Little Life, Go Quickly
And here is the hour when all my strength fails, and the dread and distaste for tomorrow, when I return to slavery, finally overtakes me.
I did not leave my house all weekend, and I feel all the better for it. From the time when I turned off the key on Friday evening until this very moment, I have not walked nor driven beyond the boundary lines of my property.

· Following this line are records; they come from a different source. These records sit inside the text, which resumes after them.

use anyhow::{Context, Result};
use std::path::{Path, PathBuf};
use walkdir::WalkDir;

/// 递归收集根目录下所有非目录条目
///
/// 顺序为文件系统遍历顺序。符号链接不跟随也不过滤，隐藏文件同样包含在内。
/// 遇到任何遍历错误立即返回，已收集的部分结果丢弃。
pub fn collect_files(root: &Path) -> Result<Vec<PathBuf>> {
    let mut files = Vec::new();

    for entry in WalkDir::new(root) {
        let entry = entry.with_context(|| format!("error walking directory {}", root.display()))?;
        if !entry.file_type().is_dir() {
            files.push(entry.into_path());
        }
    }

    Ok(files)
}

/// 数据点名称：相对根目录的路径，去掉最后一个扩展名
pub fn datapoint_name(root: &Path, file: &Path) -> String {
    let relative = match file.strip_prefix(root) {
        Ok(rest) if !rest.as_os_str().is_empty() => rest,
        _ => file,
    };

    let stem = if relative.extension().is_some() {
        relative.with_extension("")
    } else {
        relative.to_path_buf()
    };

    stem.components()
        .map(|c| c.as_os_str().to_string_lossy())
        .collect::<Vec<_>>()
        .join("/")
}
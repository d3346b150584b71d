use clap::{ArgAction, Parser};
use std::path::PathBuf;

#[derive(Debug, Parser)]
#[command(name = "searchie-fs-importer")]
#[command(about = "Import files into Searchie / 将本地目录中的文件导入 Searchie 数据集")]
#[command(version)]
#[command(after_help = r#"
EXAMPLES / 示例:
  Import into an existing dataset / 导入到已有数据集:
    searchie-fs-importer ./notes --dataset-id ds_123 --searchie-url http://localhost:3000

  Create a new dataset interactively / 交互式创建新数据集:
    searchie-fs-importer ./notes --searchie-url http://localhost:3000

ENVIRONMENT / 环境变量:
  SEARCHIE_URL          same as --searchie-url
  SEARCHIE_DATASET_ID   same as --dataset-id
"#)]
pub struct Cli {
    /// 要导入的根目录 / Root folder to import
    pub folder: PathBuf,

    /// 目标数据集 ID，省略时交互式创建 / Dataset ID to import into
    #[arg(long, env = "SEARCHIE_DATASET_ID")]
    pub dataset_id: Option<String>,

    /// Searchie API 地址 / Searchie API URL
    #[arg(long, env = "SEARCHIE_URL", required = true)]
    pub searchie_url: String,

    /// 日志详细程度 (-v, -vv) / Increase log verbosity
    #[arg(short = 'v', long, action = ArgAction::Count)]
    pub verbose: u8,
}

/// 一次运行的不可变配置，启动时构造一次
#[derive(Debug, Clone, PartialEq, Eq)]
pub struct Settings {
    pub folder: PathBuf,
    pub dataset_id: Option<String>,
    pub searchie_url: String,
}

impl Cli {
    pub fn into_settings(self) -> Settings {
        Settings {
            folder: self.folder,
            dataset_id: self.dataset_id.filter(|id| !id.is_empty()),
            searchie_url: self.searchie_url.trim_end_matches('/').to_string(),
        }
    }

    /// 根据 -v 次数得到默认日志级别
    pub fn log_level(&self) -> &'static str {
        match self.verbose {
            0 => "warn",
            1 => "info",
            2 => "debug",
            _ => "trace",
        }
    }
}
mod importer;

use crate::importer::cli::{Cli, Settings};
use crate::importer::client::HttpClient;
use crate::importer::prompt::TerminalPrompter;
use crate::importer::upload::print_summary;
use clap::Parser;
use tracing_subscriber::EnvFilter;

#[tokio::main]
async fn main() {
    // 解析命令行参数
    let cli = Cli::parse();

    tracing_subscriber::fmt()
        .with_env_filter(
            EnvFilter::try_from_default_env().unwrap_or_else(|_| EnvFilter::new(cli.log_level())),
        )
        .with_writer(std::io::stderr)
        .init();

    if let Err(e) = run_importer(cli.into_settings()).await {
        eprintln!("❌ Error: {:#}", e);
        std::process::exit(1);
    }
}

async fn run_importer(settings: Settings) -> Result<(), anyhow::Error> {
    let api = HttpClient::new(&settings.searchie_url);
    let mut prompter = TerminalPrompter::stdio();

    let report = importer::run(&settings, &api, &mut prompter).await?;
    print_summary(&report);
    Ok(())
}
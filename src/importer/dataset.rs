use super::client::SearchieApi;
use super::prompt::Prompter;
use anyhow::{bail, Context, Result};
use tracing::info;

const CREATE_QUESTION: &str =
    "No dataset ID provided. Would you like to create a new dataset? (y/n): ";
const NAME_QUESTION: &str = "Enter dataset name: ";

/// 确定目标数据集 ID
///
/// 已提供非空 ID 时原样返回，不访问远端也不提示；否则询问是否新建数据集。
pub async fn resolve_dataset_id<A, P>(
    preset: Option<&str>,
    api: &A,
    prompter: &mut P,
) -> Result<String>
where
    A: SearchieApi + ?Sized,
    P: Prompter + ?Sized,
{
    if let Some(id) = preset.filter(|id| !id.is_empty()) {
        return Ok(id.to_string());
    }

    if !prompter.ask_yes_no(CREATE_QUESTION)? {
        bail!("dataset ID is required");
    }

    let name = prompter
        .ask_line(NAME_QUESTION)
        .context("error reading dataset name")?;

    let id = api
        .create_dataset(&name)
        .await
        .context("error creating dataset")?;
    if id.is_empty() {
        bail!("error creating dataset: response did not contain a dataset ID");
    }

    info!(dataset = %name, id = %id, "dataset created");
    println!("✅ Created dataset with ID: {}", id);
    Ok(id)
}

A wolf lifted its eerie voice in the woods Thursday night. Saturday morning, walking among the trees and vines in the mist, looking at how all living things are budding out and making themselves vulnerable to the killing frost that will surely come in a week or two, I found the ravaged body of a little calf. He had either slipped through the barbed wire fence into my woods, or else the wolf had dragged him there. I looked at his little hooves, so perfect and dainty, and at his little tail with its black tuft on the end, a tail that will never swat the flies of summertime. It’s a difficult thing to look upon the brutal but correct out-working of nature’s ways. The calf had been alive– he wandered away from his mama, who likely bawls for him even now under the slice of moon –, and in an unguarded instant, he looked up and saw the merciless eyes, eyes like lamps in the dark wood, and then the lean gray shape leaped at him, and he was no longer alive. The wolf needed to eat– who can say when he had his last meal? — and what he did was not done, unlike the acts of those whom I know and deal with daily, from evil or malice or cruelty. He needed to eat, and he took his food, just as I do when I open the refrigerator or unscrew the lid of a jar or hand green paper slips to a woman leaning out of a little window as she hands me a sack and a cup.
And now he was gone except for his fragments. I stood under the mellow tapping of the rain on my hat and the shoulders of my old jacket, and looked at what remained. I knelt and took up his jawbones, picked clean, and held them in my hand, and I marveled at the teeth, firm in the white sickle, teeth that will never chew the emerald stalks that push up even now through the cold mud of the pasture in which he was born. I held and rubbed the bones, and then I took them to the base of the dogwood tree a few yards away, and placed them on the ground beneath the tree that will soon bloom its symbolic Easter flowers, and I left the woods, walking down the hill, through the pasture where life is trying to come forth before its time, and went into my house. Except to fill the bird feeders and feed the battered old cat who strolls in and out of my life, I did not leave these walls again, and will not until tomorrow morning forces me to.